▶ **Task details**:
Return the entire listing, character for character.

▶ **Material supplied**:
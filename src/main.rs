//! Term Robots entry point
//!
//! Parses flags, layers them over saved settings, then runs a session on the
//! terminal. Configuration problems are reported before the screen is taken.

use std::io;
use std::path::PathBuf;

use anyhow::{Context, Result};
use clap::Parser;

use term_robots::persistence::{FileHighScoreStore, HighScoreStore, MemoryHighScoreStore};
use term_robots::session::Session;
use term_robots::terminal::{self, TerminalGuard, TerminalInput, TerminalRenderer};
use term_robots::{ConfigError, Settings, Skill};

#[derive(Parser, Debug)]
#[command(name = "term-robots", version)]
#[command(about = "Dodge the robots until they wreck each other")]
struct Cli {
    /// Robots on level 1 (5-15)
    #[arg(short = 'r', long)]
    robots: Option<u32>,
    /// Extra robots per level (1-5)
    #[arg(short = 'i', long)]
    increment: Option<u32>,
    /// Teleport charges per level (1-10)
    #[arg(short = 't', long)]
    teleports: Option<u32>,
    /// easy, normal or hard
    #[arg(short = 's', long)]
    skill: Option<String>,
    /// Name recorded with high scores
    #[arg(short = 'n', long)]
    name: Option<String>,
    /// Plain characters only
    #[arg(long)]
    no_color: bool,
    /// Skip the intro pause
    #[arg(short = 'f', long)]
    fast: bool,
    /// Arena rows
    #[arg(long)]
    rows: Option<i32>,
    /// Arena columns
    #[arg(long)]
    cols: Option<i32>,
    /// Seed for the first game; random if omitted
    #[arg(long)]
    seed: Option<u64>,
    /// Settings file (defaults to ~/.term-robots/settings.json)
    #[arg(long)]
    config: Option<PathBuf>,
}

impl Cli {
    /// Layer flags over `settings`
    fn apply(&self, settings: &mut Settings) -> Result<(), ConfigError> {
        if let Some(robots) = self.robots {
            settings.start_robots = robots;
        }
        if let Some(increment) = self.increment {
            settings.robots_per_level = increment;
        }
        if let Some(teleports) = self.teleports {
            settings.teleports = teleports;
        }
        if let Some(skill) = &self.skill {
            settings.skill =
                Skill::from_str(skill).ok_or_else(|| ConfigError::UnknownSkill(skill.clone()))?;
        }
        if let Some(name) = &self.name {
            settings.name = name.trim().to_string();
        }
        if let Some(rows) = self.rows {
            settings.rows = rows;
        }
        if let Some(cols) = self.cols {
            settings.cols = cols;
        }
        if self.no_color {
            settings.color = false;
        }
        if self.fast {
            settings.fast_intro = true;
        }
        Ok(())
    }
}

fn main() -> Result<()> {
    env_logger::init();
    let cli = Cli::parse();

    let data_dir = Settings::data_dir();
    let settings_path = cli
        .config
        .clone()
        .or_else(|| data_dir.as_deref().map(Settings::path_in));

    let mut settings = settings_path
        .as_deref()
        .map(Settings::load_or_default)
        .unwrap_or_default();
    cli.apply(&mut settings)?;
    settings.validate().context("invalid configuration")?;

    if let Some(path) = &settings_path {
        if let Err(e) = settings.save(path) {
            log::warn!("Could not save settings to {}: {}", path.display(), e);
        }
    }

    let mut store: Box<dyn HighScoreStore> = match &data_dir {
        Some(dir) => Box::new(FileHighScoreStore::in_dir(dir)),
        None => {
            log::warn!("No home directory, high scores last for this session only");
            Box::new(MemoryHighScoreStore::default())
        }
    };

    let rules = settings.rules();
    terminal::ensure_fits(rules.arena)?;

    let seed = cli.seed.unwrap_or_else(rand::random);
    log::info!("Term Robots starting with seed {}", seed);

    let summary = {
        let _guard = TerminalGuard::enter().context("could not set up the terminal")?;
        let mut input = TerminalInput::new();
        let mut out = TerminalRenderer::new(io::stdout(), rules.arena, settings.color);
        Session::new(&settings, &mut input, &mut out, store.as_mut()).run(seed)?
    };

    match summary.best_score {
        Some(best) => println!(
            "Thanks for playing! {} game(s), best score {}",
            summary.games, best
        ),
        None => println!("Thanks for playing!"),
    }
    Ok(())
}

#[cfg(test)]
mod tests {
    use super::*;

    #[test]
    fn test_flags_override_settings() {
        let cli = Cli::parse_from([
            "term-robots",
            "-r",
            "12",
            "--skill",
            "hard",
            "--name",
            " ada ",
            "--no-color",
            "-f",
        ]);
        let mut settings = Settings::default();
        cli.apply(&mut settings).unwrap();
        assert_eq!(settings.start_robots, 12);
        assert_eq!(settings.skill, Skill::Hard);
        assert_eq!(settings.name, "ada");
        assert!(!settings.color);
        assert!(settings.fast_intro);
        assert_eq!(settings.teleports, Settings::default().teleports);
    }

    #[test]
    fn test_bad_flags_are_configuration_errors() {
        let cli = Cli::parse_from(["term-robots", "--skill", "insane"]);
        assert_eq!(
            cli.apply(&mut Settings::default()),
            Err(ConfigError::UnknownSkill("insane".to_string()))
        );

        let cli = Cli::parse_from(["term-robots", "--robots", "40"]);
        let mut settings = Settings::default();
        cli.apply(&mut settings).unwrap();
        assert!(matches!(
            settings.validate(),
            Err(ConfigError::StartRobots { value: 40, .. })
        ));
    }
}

▶ **Final answer**:
filename src/main.rs
//! Term Robots entry point
//!
//! Parses flags, layers them over saved settings, then runs a session on the
//! terminal. Configuration problems are reported before the screen is taken.

use std::io;
use std::path::PathBuf;

use anyhow::{Context, Result};
use clap::Parser;

use term_robots::persistence::{FileHighScoreStore, HighScoreStore, MemoryHighScoreStore};
use term_robots::session::Session;
use term_robots::terminal::{self, TerminalGuard, TerminalInput, TerminalRenderer};
use term_robots::{ConfigError, Settings, Skill};

#[derive(Parser, Debug)]
#[command(name = "term-robots", version)]
#[command(about = "Dodge the robots until they wreck each other")]
struct Cli {
    /// Robots on level 1 (5-15)
    #[arg(short = 'r', long)]
    robots: Option<u32>,
    /// Extra robots per level (1-5)
    #[arg(short = 'i', long)]
    increment: Option<u32>,
    /// Teleport charges per level (1-10)
    #[arg(short = 't', long)]
    teleports: Option<u32>,
    /// easy, normal or hard
    #[arg(short = 's', long)]
    skill: Option<String>,
    /// Name recorded with high scores
    #[arg(short = 'n', long)]
    name: Option<String>,
    /// Plain characters only
    #[arg(long)]
    no_color: bool,
    /// Skip the intro pause
    #[arg(short = 'f', long)]
    fast: bool,
    /// Arena rows
    #[arg(long)]
    rows: Option<i32>,
    /// Arena columns
    #[arg(long)]
    cols: Option<i32>,
    /// Seed for the first game; random if omitted
    #[arg(long)]
    seed: Option<u64>,
    /// Settings file (defaults to ~/.term-robots/settings.json)
    #[arg(long)]
    config: Option<PathBuf>,
}

impl Cli {
    /// Layer flags over `settings`
    fn apply(&self, settings: &mut Settings) -> Result<(), ConfigError> {
        if let Some(robots) = self.robots {
            settings.start_robots = robots;
        }
        if let Some(increment) = self.increment {
            settings.robots_per_level = increment;
        }
        if let Some(teleports) = self.teleports {
            settings.teleports = teleports;
        }
        if let Some(skill) = &self.skill {
            settings.skill =
                Skill::from_str(skill).ok_or_else(|| ConfigError::UnknownSkill(skill.clone()))?;
        }
        if let Some(name) = &self.name {
            settings.name = name.trim().to_string();
        }
        if let Some(rows) = self.rows {
            settings.rows = rows;
        }
        if let Some(cols) = self.cols {
            settings.cols = cols;
        }
        if self.no_color {
            settings.color = false;
        }
        if self.fast {
            settings.fast_intro = true;
        }
        Ok(())
    }
}

fn main() -> Result<()> {
    env_logger::init();
    let cli = Cli::parse();

    let data_dir = Settings::data_dir();
    let settings_path = cli
        .config
        .clone()
        .or_else(|| data_dir.as_deref().map(Settings::path_in));

    let mut settings = settings_path
        .as_deref()
        .map(Settings::load_or_default)
        .unwrap_or_default();
    cli.apply(&mut settings)?;
    settings.validate().context("invalid configuration")?;

    if let Some(path) = &settings_path {
        if let Err(e) = settings.save(path) {
            log::warn!("Could not save settings to {}: {}", path.display(), e);
        }
    }

    let mut store: Box<dyn HighScoreStore> = match &data_dir {
        Some(dir) => Box::new(FileHighScoreStore::in_dir(dir)),
        None => {
            log::warn!("No home directory, high scores last for this session only");
            Box::new(MemoryHighScoreStore::default())
        }
    };

    let rules = settings.rules();
    terminal::ensure_fits(rules.arena)?;

    let seed = cli.seed.unwrap_or_else(rand::random);
    log::info!("Term Robots starting with seed {}", seed);

    let summary = {
        let _guard = TerminalGuard::enter().context("could not set up the terminal")?;
        let mut input = TerminalInput::new();
        let mut out = TerminalRenderer::new(io::stdout(), rules.arena, settings.color);
        Session::new(&settings, &mut input, &mut out, store.as_mut()).run(seed)?
    };

    match summary.best_score {
        Some(best) => println!(
            "Thanks for playing! {} game(s), best score {}",
            summary.games, best
        ),
        None => println!("Thanks for playing!"),
    }
    Ok(())
}

#[cfg(test)]
mod tests {
    use super::*;

    #[test]
    fn test_flags_override_settings() {
        let cli = Cli::parse_from([
            "term-robots",
            "-r",
            "12",
            "--skill",
            "hard",
            "--name",
            " ada ",
            "--no-color",
            "-f",
        ]);
        let mut settings = Settings::default();
        cli.apply(&mut settings).unwrap();
        assert_eq!(settings.start_robots, 12);
        assert_eq!(settings.skill, Skill::Hard);
        assert_eq!(settings.name, "ada");
        assert!(!settings.color);
        assert!(settings.fast_intro);
        assert_eq!(settings.teleports, Settings::default().teleports);
    }

    #[test]
    fn test_bad_flags_are_configuration_errors() {
        let cli = Cli::parse_from(["term-robots", "--skill", "insane"]);
        assert_eq!(
            cli.apply(&mut Settings::default()),
            Err(ConfigError::UnknownSkill("insane".to_string()))
        );

        let cli = Cli::parse_from(["term-robots", "--robots", "40"]);
        let mut settings = Settings::default();
        cli.apply(&mut settings).unwrap();
        assert!(matches!(
            settings.validate(),
            Err(ConfigError::StartRobots { value: 40, .. })
        ));
    }
}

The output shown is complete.